Actor Michael Fassbender has emerged as an intensely focused artist by proudly baring it all.

February 2012

“From the start of my career, I’ve been naked,” Michael ­Fassbender said with a laugh. He was sitting cross-legged on the floor of his hotel room in downtown Manhattan, tearing into a breakfast of eggs, potatoes, bacon, and toast from a room service tray atop an upholstered bench at the foot of the bed. “My first job was a commercial for SAS airlines,” he continued, as he pushed the bacon to the side. “In the spot, I wake up in a pink room next to a beautiful blonde girl and get out of bed naked. From that point forward, it’s been in all of my contracts: He must be naked in this film.”

Fassbender, 34, dressed in a pair of worn jeans, a blue button-down shirt, and a leather bomber jacket, laughed again. He is Irish and has a lilting flair for leavening the serious with humor. Though in person Fassbender’s blue eyes contain mischief and an infectious lightness, they mask what is often a brooding, secretive darkness on film, along with a startling intensity.

In the past year especially, he has emerged as a versatile and endlessly fascinating leading man in roles as diverse as Magneto in X-Men: First Class, the mysterious Mr. Rochester in Jane Eyre, and the complicated Carl Jung in A Dangerous Method. His most haunting performance, though, is as the sex-addicted Brandon in Shame. And while Shame is ostensibly the story of one man in present-day Manhattan, its broader theme is urban dislocation and acute loneliness.

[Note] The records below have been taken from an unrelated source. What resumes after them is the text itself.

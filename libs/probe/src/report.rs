use std::fmt;

/// The seven probe steps, in execution order
#[derive(Debug, Clone, Copy, PartialEq, Eq)]
pub enum ProbeStep {
    Connect,
    Ping,
    ListDatabases,
    Insert,
    Find,
    Cleanup,
    Close,
}

impl ProbeStep {
    /// Human-readable step name used in console lines
    pub fn name(&self) -> &'static str {
        match self {
            ProbeStep::Connect => "connect",
            ProbeStep::Ping => "ping",
            ProbeStep::ListDatabases => "list",
            ProbeStep::Insert => "insert",
            ProbeStep::Find => "find",
            ProbeStep::Cleanup => "cleanup",
            ProbeStep::Close => "close",
        }
    }
}

impl fmt::Display for ProbeStep {
    fn fmt(&self, f: &mut fmt::Formatter<'_>) -> fmt::Result {
        f.write_str(self.name())
    }
}

/// Outcome of a single probe step
///
/// `outcome` carries the success detail (e.g. the inserted id, the database
/// names) or the underlying error message.
#[derive(Debug, Clone)]
pub struct StepOutcome {
    pub step: ProbeStep,
    pub outcome: Result<String, String>,
    pub elapsed_ms: u64,
}

impl StepOutcome {
    pub fn succeeded(&self) -> bool {
        self.outcome.is_ok()
    }

    /// Render the console line for this outcome
    ///
    /// Success: `✅ <step>: <detail> (<elapsed>ms)`
    /// Failure: `❌ <step>: <error>`
    pub fn render(&self) -> String {
        match &self.outcome {
            Ok(detail) => format!("✅ {}: {} ({}ms)", self.step, detail, self.elapsed_ms),
            Err(error) => format!("❌ {}: {}", self.step, error),
        }
    }
}

/// Ordered record of a probe run
///
/// Outcomes are appended in execution order; on failure the report ends with
/// the failing step followed by the close outcome (the connection is released
/// on every exit path).
#[derive(Debug, Default)]
pub struct ProbeReport {
    outcomes: Vec<StepOutcome>,
}

impl ProbeReport {
    pub fn new() -> Self {
        Self::default()
    }

    pub(crate) fn record_ok(&mut self, step: ProbeStep, detail: impl Into<String>, elapsed_ms: u64) {
        self.outcomes.push(StepOutcome {
            step,
            outcome: Ok(detail.into()),
            elapsed_ms,
        });
    }

    pub(crate) fn record_err(
        &mut self,
        step: ProbeStep,
        error: impl Into<String>,
        elapsed_ms: u64,
    ) {
        self.outcomes.push(StepOutcome {
            step,
            outcome: Err(error.into()),
            elapsed_ms,
        });
    }

    /// All step outcomes, in execution order
    pub fn outcomes(&self) -> &[StepOutcome] {
        &self.outcomes
    }

    /// Whether every recorded step succeeded
    pub fn succeeded(&self) -> bool {
        self.outcomes.iter().all(StepOutcome::succeeded)
    }

    /// The failing step, if any
    pub fn failure(&self) -> Option<&StepOutcome> {
        self.outcomes.iter().find(|o| !o.succeeded())
    }

    /// Rendered console lines, one per step, in execution order
    pub fn lines(&self) -> Vec<String> {
        self.outcomes.iter().map(StepOutcome::render).collect()
    }
}
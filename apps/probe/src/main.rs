//! mongo-probe
//!
//! One-shot connectivity probe for a MongoDB endpoint. Connects, pings,
//! lists databases, round-trips a throwaway document through a scratch
//! namespace, cleans up, and closes the connection. Prints one marker line
//! per step and exits 0 on full success, 1 if any step failed.

use clap::Parser;
use core_config::tracing::{init_tracing, install_color_eyre};
use probe::ProbeOptions;
use std::process::ExitCode;
use tracing::info;

mod config;

use config::Config;

#[derive(Parser)]
#[command(name = "mongo-probe")]
#[command(about = "One-shot connectivity probe for a MongoDB endpoint")]
struct Cli {
    /// MongoDB connection URL (overrides MONGODB_URL / MONGO_URL)
    #[arg(short, long)]
    url: Option<String>,

    /// Scratch database created and dropped by the probe
    #[arg(short, long, default_value = "probe_scratch")]
    database: String,

    /// Scratch collection inside the scratch database
    #[arg(short, long, default_value = "probe")]
    collection: String,
}

#[tokio::main]
async fn main() -> eyre::Result<ExitCode> {
    // Install color-eyre first for colored error output
    install_color_eyre();

    let cli = Cli::parse();

    // Load configuration from CLI flags and environment variables
    let config = Config::from_env(cli.url.as_deref())?;

    // Initialize tracing
    init_tracing(&config.environment);

    info!("Probing MongoDB at {}", config.mongodb.url());

    let options = ProbeOptions::new(cli.database, cli.collection);
    let report = probe::run(&config.mongodb, &options).await;

    // One marker line per step, in step order; the close marker is last
    for line in report.lines() {
        println!("{line}");
    }

    if report.succeeded() {
        Ok(ExitCode::SUCCESS)
    } else {
        Ok(ExitCode::from(1))
    }
}
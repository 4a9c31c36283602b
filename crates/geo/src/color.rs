//! Route color assignment.

/// Fixed palette used to tell routes apart on the map and in tables.
pub const ROUTE_COLORS: [&str; 8] = [
    "#FF6B6B", "#4ECDC4", "#45B7D1", "#96CEB4", "#FFEAA7", "#DDA0DD", "#98D8C8", "#F7DC6F",
];

/// Returns the palette color for the route at `index`.
///
/// The assignment is stable across calls and wraps every eight routes.
#[inline]
pub fn route_color(index: usize) -> &'static str {
    ROUTE_COLORS[index % ROUTE_COLORS.len()]
}
//! Upload endpoint: the service parses the raw file itself.

use super::DataEnvelope;
use crate::client::RouteplanClient;
use crate::error::{ApiError, ApiResult};
use reqwest::multipart::{Form, Part};
use routeplan_core::ingest::FileFormat;
use routeplan_core::model::DeliveryPoint;
use std::path::Path;
use tracing::debug;

/// Upload API interface
#[derive(Clone)]
pub struct UploadApi {
    client: RouteplanClient,
}

impl UploadApi {
    pub(crate) fn new(client: RouteplanClient) -> Self {
        Self { client }
    }

    /// POST /upload with the file at `path` as the `file` part.
    ///
    /// Only `.csv` and `.json` files are sent; anything else fails before the
    /// file is read.
    pub async fn file(&self, path: impl AsRef<Path>) -> ApiResult<Vec<DeliveryPoint>> {
        let path = path.as_ref();
        check_format(&path.display().to_string())?;
        let bytes = tokio::fs::read(path).await.map_err(|source| ApiError::File {
            path: path.display().to_string(),
            source,
        })?;
        let name = path
            .file_name()
            .map_or_else(|| "upload".to_string(), |n| n.to_string_lossy().into_owned());

        self.bytes(name, bytes).await
    }

    /// POST /upload with in-memory contents.
    pub async fn bytes(&self, file_name: String, bytes: Vec<u8>) -> ApiResult<Vec<DeliveryPoint>> {
        let mime = check_format(&file_name)?.mime_type();
        debug!(file = %file_name, size = bytes.len(), mime, "Uploading file");

        let part = Part::bytes(bytes).file_name(file_name).mime_str(mime)?;
        let form = Form::new().part("file", part);

        let envelope: DataEnvelope = self.client.post_multipart("upload", form).await?;
        Ok(envelope.data)
    }
}

fn check_format(name: &str) -> ApiResult<FileFormat> {
    FileFormat::from_path(name).map_err(|_| ApiError::UnsupportedFormat(name.to_string()))
}

#[cfg(test)]
mod tests {
    use super::*;
    use crate::test_support::serve_once;
    use std::io::Write;

    #[tokio::test]
    async fn test_upload_sends_file_part() {
        let server = serve_once(
            "200 OK",
            r#"{"data": [{"id": 1, "customer_name": "Acme", "lat": 40.7, "lng": -74.0, "address": "1 Broadway"}]}"#,
        )
        .await;
        let client = RouteplanClient::with_config(server.config()).unwrap();

        let mut file = tempfile::Builder::new().suffix(".csv").tempfile().unwrap();
        file.write_all(b"id,customer_name,lat,lng,address\n1,Acme,40.7,-74.0,1 Broadway\n")
            .unwrap();

        let points = client.upload().file(file.path()).await.unwrap();
        assert_eq!(points[0].id, "1");

        let request = server.request().await;
        assert!(request.starts_with("POST /upload "));
        assert!(request.contains("name=\"file\""));
        assert!(request.to_ascii_lowercase().contains("content-type: text/csv"));
        assert!(request.contains("1,Acme,40.7,-74.0,1 Broadway"));
    }

    #[tokio::test]
    async fn test_missing_local_file() {
        let client = RouteplanClient::with_config(Default::default()).unwrap();
        let err = client.upload().file("/no/such/file.csv").await.unwrap_err();
        assert!(matches!(err, ApiError::File { .. }));
    }

    #[tokio::test]
    async fn test_unsupported_extension_is_not_sent() {
        let client = RouteplanClient::with_config(
            crate::config::ClientConfig::default().with_base_url("http://127.0.0.1:9"),
        )
        .unwrap();

        let mut file = tempfile::Builder::new().suffix(".xlsx").tempfile().unwrap();
        file.write_all(b"not a spreadsheet").unwrap();

        let err = client.upload().file(file.path()).await.unwrap_err();
        assert!(matches!(err, ApiError::UnsupportedFormat(_)));

        let err = client.upload().bytes("orders.txt".into(), b"x".to_vec()).await.unwrap_err();
        assert!(matches!(err, ApiError::UnsupportedFormat(ref name) if name == "orders.txt"));
    }
}
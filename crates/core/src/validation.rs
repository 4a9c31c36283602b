//! Delivery data and constraint validation
//!
//! Two entry points:
//! - [`validate_delivery_data`] checks parsed upload rows and reports a capped
//!   list of per-row messages
//! - [`validate_constraints`] checks the routing form and keys each error by
//!   field name
//!
//! Both are built on the fluent [`Validator`].
//!
//! # Example
//!
//! ```
//! use routeplan_core::validation::Validator;
//!
//! let result = Validator::new()
//!     .required("start_location", "Depot 1")
//!     .at_least("max_stops_per_route", 0, 1)
//!     .validate();
//!
//! assert!(!result.is_valid());
//! assert!(result.error_for("max_stops_per_route").is_some());
//! ```

use crate::error::{Error, ErrorCode, Result};
use crate::model::{Constraints, REQUIRED_FIELDS};
use crate::parse::RawRecord;
use once_cell::sync::Lazy;
use regex::Regex;
use routeplan_geo::{is_valid_latitude, is_valid_longitude};
use serde::{Deserialize, Serialize};
use serde_json::Value;

/// Maximum number of row messages reported back to the user.
pub const MAX_REPORTED_ERRORS: usize = 10;

static TIME_OF_DAY: Lazy<Regex> =
    Lazy::new(|| Regex::new(r"^([01]\d|2[0-3]):[0-5]\d$").expect("valid regex"));

/// Validation error
#[derive(Debug, Clone, PartialEq, Serialize, Deserialize)]
pub struct ValidationError {
    /// Field that failed validation
    pub field: String,
    /// Error message
    pub message: String,
    /// Error code
    pub code: String,
    /// Expected value (if applicable)
    pub expected: Option<String>,
    /// Actual value (if applicable)
    pub actual: Option<String>,
}

impl std::fmt::Display for ValidationError {
    fn fmt(&self, f: &mut std::fmt::Formatter<'_>) -> std::fmt::Result {
        write!(f, "{}: {}", self.field, self.message)
    }
}

/// Validation result
#[derive(Debug, Clone, Default, PartialEq, Serialize, Deserialize)]
pub struct ValidationResult {
    errors: Vec<ValidationError>,
    warnings: Vec<ValidationError>,
}

impl ValidationResult {
    /// Create a new empty result
    pub fn new() -> Self {
        Self::default()
    }

    /// Check if validation passed
    pub fn is_valid(&self) -> bool {
        self.errors.is_empty()
    }

    /// Get all errors
    pub fn errors(&self) -> &[ValidationError] {
        &self.errors
    }

    /// Get all warnings
    pub fn warnings(&self) -> &[ValidationError] {
        &self.warnings
    }

    /// First error reported for `field`
    pub fn error_for(&self, field: &str) -> Option<&ValidationError> {
        self.errors.iter().find(|e| e.field == field)
    }

    /// Add an error
    pub fn add_error(&mut self, error: ValidationError) {
        self.errors.push(error);
    }

    /// Add a warning
    pub fn add_warning(&mut self, warning: ValidationError) {
        self.warnings.push(warning);
    }

    /// Convert to Result type
    pub fn to_result(self) -> Result<()> {
        if self.is_valid() {
            Ok(())
        } else {
            let details: Vec<String> = self.errors.iter().map(|e| e.to_string()).collect();
            Err(Error::new(
                ErrorCode::InvalidConstraint,
                format!("Invalid route constraints ({} problem(s))", details.len()),
            )
            .with_details(details))
        }
    }
}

When Steve McQueen, the film’s director, approached Fassbender in 2008 about playing the part, the actor was immediately intrigued. The two had just worked together on Hunger, for which Fassbender dropped 40 pounds from his already slender frame to play Bobby Sands, the IRA activist who died in prison during a starvation protest. “Steve told me the story of Shame,” Fassbender recalled, “and I said, ‘That’s it—I’m in. Let’s start the research immediately.’ ”

Fassbender smiled: “I must admit—I initially thought it might be fun. You hear ‘sex,’ and you think…sex!” he said. “But this was definitely the hardest job I’ve done. I can usually shake a character off, but I couldn’t shake Brandon. He had no sensual enjoyment in his life, and since we filmed the movie so quickly, I found myself living in his skin. Keeping him close to me was exhausting, cold, horrible.” He pushed away his food. “As Brandon, I never ate. He had one container of Chinese food in his fridge. All that sex and he didn’t have any pleasure.” Fassbender paused. “That sad container of noodles tells you more about Brandon than any nudity.”